### Problem requirements
The word "count" marks the lines you need; copy each of them from the data.

(Entries provided Opens)

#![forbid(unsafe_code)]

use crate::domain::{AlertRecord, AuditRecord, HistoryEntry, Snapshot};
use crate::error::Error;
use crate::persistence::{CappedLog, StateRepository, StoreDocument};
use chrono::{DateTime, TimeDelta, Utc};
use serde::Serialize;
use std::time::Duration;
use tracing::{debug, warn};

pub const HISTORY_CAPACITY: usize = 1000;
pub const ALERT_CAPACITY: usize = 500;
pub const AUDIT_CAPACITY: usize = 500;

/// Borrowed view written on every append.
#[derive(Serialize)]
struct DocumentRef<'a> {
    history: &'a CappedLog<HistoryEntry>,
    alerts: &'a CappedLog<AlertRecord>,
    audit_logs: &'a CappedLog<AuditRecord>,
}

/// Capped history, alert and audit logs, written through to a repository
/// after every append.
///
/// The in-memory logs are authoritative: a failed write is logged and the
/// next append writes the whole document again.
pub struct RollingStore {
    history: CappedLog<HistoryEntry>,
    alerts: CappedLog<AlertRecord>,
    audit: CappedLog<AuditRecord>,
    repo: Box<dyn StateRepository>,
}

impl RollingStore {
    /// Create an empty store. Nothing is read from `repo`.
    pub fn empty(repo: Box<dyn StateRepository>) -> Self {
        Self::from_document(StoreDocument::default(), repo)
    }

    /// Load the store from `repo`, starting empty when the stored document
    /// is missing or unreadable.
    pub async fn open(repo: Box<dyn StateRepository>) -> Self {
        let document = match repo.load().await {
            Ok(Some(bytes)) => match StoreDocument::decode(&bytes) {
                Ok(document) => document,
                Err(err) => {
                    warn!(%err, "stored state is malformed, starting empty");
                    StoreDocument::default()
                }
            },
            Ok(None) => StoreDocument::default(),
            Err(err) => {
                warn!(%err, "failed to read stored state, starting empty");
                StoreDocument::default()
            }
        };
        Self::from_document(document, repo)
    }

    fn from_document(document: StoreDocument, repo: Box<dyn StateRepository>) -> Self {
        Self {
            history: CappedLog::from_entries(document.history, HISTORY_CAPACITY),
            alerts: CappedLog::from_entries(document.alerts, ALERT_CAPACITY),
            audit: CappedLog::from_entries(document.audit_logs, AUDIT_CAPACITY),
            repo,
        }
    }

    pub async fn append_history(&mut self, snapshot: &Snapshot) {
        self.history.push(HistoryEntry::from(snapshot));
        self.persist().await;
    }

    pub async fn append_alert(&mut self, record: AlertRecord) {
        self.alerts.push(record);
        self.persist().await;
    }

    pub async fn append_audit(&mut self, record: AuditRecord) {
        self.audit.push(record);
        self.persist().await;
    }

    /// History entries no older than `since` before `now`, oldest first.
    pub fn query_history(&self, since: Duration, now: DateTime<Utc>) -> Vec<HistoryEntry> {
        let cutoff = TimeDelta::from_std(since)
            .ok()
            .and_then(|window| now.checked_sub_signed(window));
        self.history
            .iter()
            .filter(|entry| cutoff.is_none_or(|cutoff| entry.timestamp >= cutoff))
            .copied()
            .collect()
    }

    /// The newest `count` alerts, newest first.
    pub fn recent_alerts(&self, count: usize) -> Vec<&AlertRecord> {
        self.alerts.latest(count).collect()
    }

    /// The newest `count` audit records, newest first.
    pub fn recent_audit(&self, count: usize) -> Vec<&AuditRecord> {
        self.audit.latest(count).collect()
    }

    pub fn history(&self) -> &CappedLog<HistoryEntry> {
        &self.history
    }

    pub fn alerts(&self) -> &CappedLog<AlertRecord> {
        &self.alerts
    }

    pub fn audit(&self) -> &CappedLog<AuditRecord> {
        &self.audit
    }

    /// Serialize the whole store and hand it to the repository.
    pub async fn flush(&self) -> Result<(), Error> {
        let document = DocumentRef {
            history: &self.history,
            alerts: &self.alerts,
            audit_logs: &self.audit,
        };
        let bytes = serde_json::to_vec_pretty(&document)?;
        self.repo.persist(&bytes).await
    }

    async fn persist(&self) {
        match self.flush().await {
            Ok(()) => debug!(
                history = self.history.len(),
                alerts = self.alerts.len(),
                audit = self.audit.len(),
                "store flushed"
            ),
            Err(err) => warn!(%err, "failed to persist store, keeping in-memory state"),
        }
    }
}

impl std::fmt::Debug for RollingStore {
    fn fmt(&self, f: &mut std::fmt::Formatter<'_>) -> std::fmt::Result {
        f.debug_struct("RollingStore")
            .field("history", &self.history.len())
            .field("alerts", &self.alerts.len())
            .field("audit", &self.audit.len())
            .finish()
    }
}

(Entries provided Closes)

### Solved problem
    /// The newest `count` alerts, newest first.
    pub fn recent_alerts(&self, count: usize) -> Vec<&AlertRecord> {
        self.alerts.latest(count).collect()
    /// The newest `count` audit records, newest first.
    pub fn recent_audit(&self, count: usize) -> Vec<&AuditRecord> {
        self.audit.latest(count).collect()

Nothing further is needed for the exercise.